**Work to be completed**
Your task is to transcribe the data in full.
(Beginning of Data for this exercise)
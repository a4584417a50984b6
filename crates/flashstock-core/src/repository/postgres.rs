use async_trait::async_trait;
use rust_decimal::Decimal;
use sqlx::postgres::PgPoolOptions;
use sqlx::{PgPool, Pool, Postgres};

use crate::config::DatabaseConfig;
use crate::error::{Error, Result};

/// Durable-store handle. Wraps a `sqlx::PgPool`; repositories borrow it
/// rather than opening their own connections.
#[derive(Clone)]
pub struct Database {
    pool: Pool<Postgres>,
}

impl Database {
    pub fn new(pool: Pool<Postgres>) -> Self {
        Self { pool }
    }

    pub fn pool(&self) -> &Pool<Postgres> {
        &self.pool
    }

    pub async fn health_check(&self) -> bool {
        sqlx::query("SELECT 1").execute(&self.pool).await.is_ok()
    }
}

pub async fn create_pool(config: &DatabaseConfig) -> Result<PgPool> {
    tracing::info!(host = %config.host, database = %config.database, "connecting to postgres");

    let pool = PgPoolOptions::new()
        .max_connections(config.pool_size)
        .acquire_timeout(std::time::Duration::from_secs(config.connect_timeout_secs))
        .connect(&config.connection_string())
        .await
        .map_err(Error::Database)?;

    tracing::info!("postgres connected");
    Ok(pool)
}

#[derive(Debug, Clone)]
pub struct OrderLine {
    pub sku: String,
    pub quantity: i64,
    pub price_per_unit: Decimal,
}

#[derive(Debug, Clone)]
pub struct Order {
    pub order_id: String,
    pub user_id: String,
    pub status: String,
    pub total_amount: Decimal,
    pub created_at: chrono::DateTime<chrono::Utc>,
    pub items: Vec<OrderLine>,
}

#[async_trait]
pub trait OrderRepository: Send + Sync {
    async fn create_order_with_items(
        &self,
        order_id: &str,
        user_id: &str,
        items: &[OrderLine],
    ) -> Result<Order>;

    async fn find_by_id(&self, order_id: &str) -> Result<Option<Order>>;
}

pub struct PostgresOrderRepository {
    pool: PgPool,
}

impl PostgresOrderRepository {
    pub fn new(pool: PgPool) -> Self {
        Self { pool }
    }
}

#[async_trait]
impl OrderRepository for PostgresOrderRepository {
    async fn create_order_with_items(
        &self,
        order_id: &str,
        user_id: &str,
        items: &[OrderLine],
    ) -> Result<Order> {
        let total: Decimal = items
            .iter()
            .map(|item| item.price_per_unit * Decimal::from(item.quantity))
            .sum();

        let mut tx = self.pool.begin().await.map_err(Error::Database)?;

        let created_at: chrono::DateTime<chrono::Utc> = sqlx::query_scalar(
            r#"
            INSERT INTO orders (order_id, user_id, status, total_amount)
            VALUES ($1, $2, 'confirmed', $3)
            RETURNING created_at
            "#,
        )
        .bind(order_id)
        .bind(user_id)
        .bind(total)
        .fetch_one(&mut *tx)
        .await
        .map_err(Error::Database)?;

        for item in items {
            sqlx::query(
                r#"
                INSERT INTO order_items (order_id, sku, quantity, price_per_unit)
                VALUES ($1, $2, $3, $4)
                "#,
            )
            .bind(order_id)
            .bind(&item.sku)
            .bind(item.quantity)
            .bind(item.price_per_unit)
            .execute(&mut *tx)
            .await
            .map_err(Error::Database)?;
        }

        tx.commit().await.map_err(Error::Database)?;

        Ok(Order {
            order_id: order_id.to_string(),
            user_id: user_id.to_string(),
            status: "confirmed".to_string(),
            total_amount: total,
            created_at,
            items: items.to_vec(),
        })
    }

    async fn find_by_id(&self, order_id: &str) -> Result<Option<Order>> {
        let row = sqlx::query_as::<_, (String, String, String, Decimal, chrono::DateTime<chrono::Utc>)>(
            "SELECT order_id, user_id, status, total_amount, created_at FROM orders WHERE order_id = $1",
        )
        .bind(order_id)
        .fetch_optional(&self.pool)
        .await
        .map_err(Error::Database)?;

        let Some((order_id, user_id, status, total_amount, created_at)) = row else {
            return Ok(None);
        };

        let item_rows = sqlx::query_as::<_, (String, i64, Decimal)>(
            "SELECT sku, quantity, price_per_unit FROM order_items WHERE order_id = $1",
        )
        .bind(&order_id)
        .fetch_all(&self.pool)
        .await
        .map_err(Error::Database)?;

        let items = item_rows
            .into_iter()
            .map(|(sku, quantity, price_per_unit)| OrderLine {
                sku,
                quantity,
                price_per_unit,
            })
            .collect();

        Ok(Some(Order {
            order_id,
            user_id,
            status,
            total_amount,
            created_at,
            items,
        }))
    }
}

#[async_trait]
pub trait AuditRepository: Send + Sync {
    async fn record(
        &self,
        event_type: &str,
        user_id: &str,
        sku: Option<&str>,
        reservation_id: Option<&str>,
        details: serde_json::Value,
    ) -> Result<()>;
}

pub struct PostgresAuditRepository {
    pool: PgPool,
}

impl PostgresAuditRepository {
    pub fn new(pool: PgPool) -> Self {
        Self { pool }
    }
}

#[async_trait]
impl AuditRepository for PostgresAuditRepository {
    async fn record(
        &self,
        event_type: &str,
        user_id: &str,
        sku: Option<&str>,
        reservation_id: Option<&str>,
        details: serde_json::Value,
    ) -> Result<()> {
        sqlx::query(
            r#"
            INSERT INTO audit_log (event_type, user_id, sku, reservation_id, details)
            VALUES ($1, $2, $3, $4, $5)
            "#,
        )
        .bind(event_type)
        .bind(user_id)
        .bind(sku)
        .bind(reservation_id)
        .bind(details)
        .execute(&self.pool)
        .await
        .map_err(Error::Database)?;

        Ok(())
    }
}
(End of Data for this exercise)
**Problem solution**
repository a4584417a50984b6
filename crates/flashstock-core/src/repository/postgres.rs
use async_trait::async_trait;
use rust_decimal::Decimal;
use sqlx::postgres::PgPoolOptions;
use sqlx::{PgPool, Pool, Postgres};

use crate::config::DatabaseConfig;
use crate::error::{Error, Result};

/// Durable-store handle. Wraps a `sqlx::PgPool`; repositories borrow it
/// rather than opening their own connections.
#[derive(Clone)]
pub struct Database {
    pool: Pool<Postgres>,
}

impl Database {
    pub fn new(pool: Pool<Postgres>) -> Self {
        Self { pool }
    }

    pub fn pool(&self) -> &Pool<Postgres> {
        &self.pool
    }

    pub async fn health_check(&self) -> bool {
        sqlx::query("SELECT 1").execute(&self.pool).await.is_ok()
    }
}

pub async fn create_pool(config: &DatabaseConfig) -> Result<PgPool> {
    tracing::info!(host = %config.host, database = %config.database, "connecting to postgres");

    let pool = PgPoolOptions::new()
        .max_connections(config.pool_size)
        .acquire_timeout(std::time::Duration::from_secs(config.connect_timeout_secs))
        .connect(&config.connection_string())
        .await
        .map_err(Error::Database)?;

    tracing::info!("postgres connected");
    Ok(pool)
}

#[derive(Debug, Clone)]
pub struct OrderLine {
    pub sku: String,
    pub quantity: i64,
    pub price_per_unit: Decimal,
}

#[derive(Debug, Clone)]
pub struct Order {
    pub order_id: String,
    pub user_id: String,
    pub status: String,
    pub total_amount: Decimal,
    pub created_at: chrono::DateTime<chrono::Utc>,
    pub items: Vec<OrderLine>,
}

#[async_trait]
pub trait OrderRepository: Send + Sync {
    async fn create_order_with_items(
        &self,
        order_id: &str,
        user_id: &str,
        items: &[OrderLine],
    ) -> Result<Order>;

    async fn find_by_id(&self, order_id: &str) -> Result<Option<Order>>;
}

pub struct PostgresOrderRepository {
    pool: PgPool,
}

impl PostgresOrderRepository {
    pub fn new(pool: PgPool) -> Self {
        Self { pool }
    }
}

#[async_trait]
impl OrderRepository for PostgresOrderRepository {
    async fn create_order_with_items(
        &self,
        order_id: &str,
        user_id: &str,
        items: &[OrderLine],
    ) -> Result<Order> {
        let total: Decimal = items
            .iter()
            .map(|item| item.price_per_unit * Decimal::from(item.quantity))
            .sum();

        let mut tx = self.pool.begin().await.map_err(Error::Database)?;

        let created_at: chrono::DateTime<chrono::Utc> = sqlx::query_scalar(
            r#"
            INSERT INTO orders (order_id, user_id, status, total_amount)
            VALUES ($1, $2, 'confirmed', $3)
            RETURNING created_at
            "#,
        )
        .bind(order_id)
        .bind(user_id)
        .bind(total)
        .fetch_one(&mut *tx)
        .await
        .map_err(Error::Database)?;

        for item in items {
            sqlx::query(
                r#"
                INSERT INTO order_items (order_id, sku, quantity, price_per_unit)
                VALUES ($1, $2, $3, $4)
                "#,
            )
            .bind(order_id)
            .bind(&item.sku)
            .bind(item.quantity)
            .bind(item.price_per_unit)
            .execute(&mut *tx)
            .await
            .map_err(Error::Database)?;
        }

        tx.commit().await.map_err(Error::Database)?;

        Ok(Order {
            order_id: order_id.to_string(),
            user_id: user_id.to_string(),
            status: "confirmed".to_string(),
            total_amount: total,
            created_at,
            items: items.to_vec(),
        })
    }

    async fn find_by_id(&self, order_id: &str) -> Result<Option<Order>> {
        let row = sqlx::query_as::<_, (String, String, String, Decimal, chrono::DateTime<chrono::Utc>)>(
            "SELECT order_id, user_id, status, total_amount, created_at FROM orders WHERE order_id = $1",
        )
        .bind(order_id)
        .fetch_optional(&self.pool)
        .await
        .map_err(Error::Database)?;

        let Some((order_id, user_id, status, total_amount, created_at)) = row else {
            return Ok(None);
        };

        let item_rows = sqlx::query_as::<_, (String, i64, Decimal)>(
            "SELECT sku, quantity, price_per_unit FROM order_items WHERE order_id = $1",
        )
        .bind(&order_id)
        .fetch_all(&self.pool)
        .await
        .map_err(Error::Database)?;

        let items = item_rows
            .into_iter()
            .map(|(sku, quantity, price_per_unit)| OrderLine {
                sku,
                quantity,
                price_per_unit,
            })
            .collect();

        Ok(Some(Order {
            order_id,
            user_id,
            status,
            total_amount,
            created_at,
            items,
        }))
    }
}

#[async_trait]
pub trait AuditRepository: Send + Sync {
    async fn record(
        &self,
        event_type: &str,
        user_id: &str,
        sku: Option<&str>,
        reservation_id: Option<&str>,
        details: serde_json::Value,
    ) -> Result<()>;
}

pub struct PostgresAuditRepository {
    pool: PgPool,
}

impl PostgresAuditRepository {
    pub fn new(pool: PgPool) -> Self {
        Self { pool }
    }
}

#[async_trait]
impl AuditRepository for PostgresAuditRepository {
    async fn record(
        &self,
        event_type: &str,
        user_id: &str,
        sku: Option<&str>,
        reservation_id: Option<&str>,
        details: serde_json::Value,
    ) -> Result<()> {
        sqlx::query(
            r#"
            INSERT INTO audit_log (event_type, user_id, sku, reservation_id, details)
            VALUES ($1, $2, $3, $4, $5)
            "#,
        )
        .bind(event_type)
        .bind(user_id)
        .bind(sku)
        .bind(reservation_id)
        .bind(details)
        .execute(&self.pool)
        .await
        .map_err(Error::Database)?;

        Ok(())
    }
}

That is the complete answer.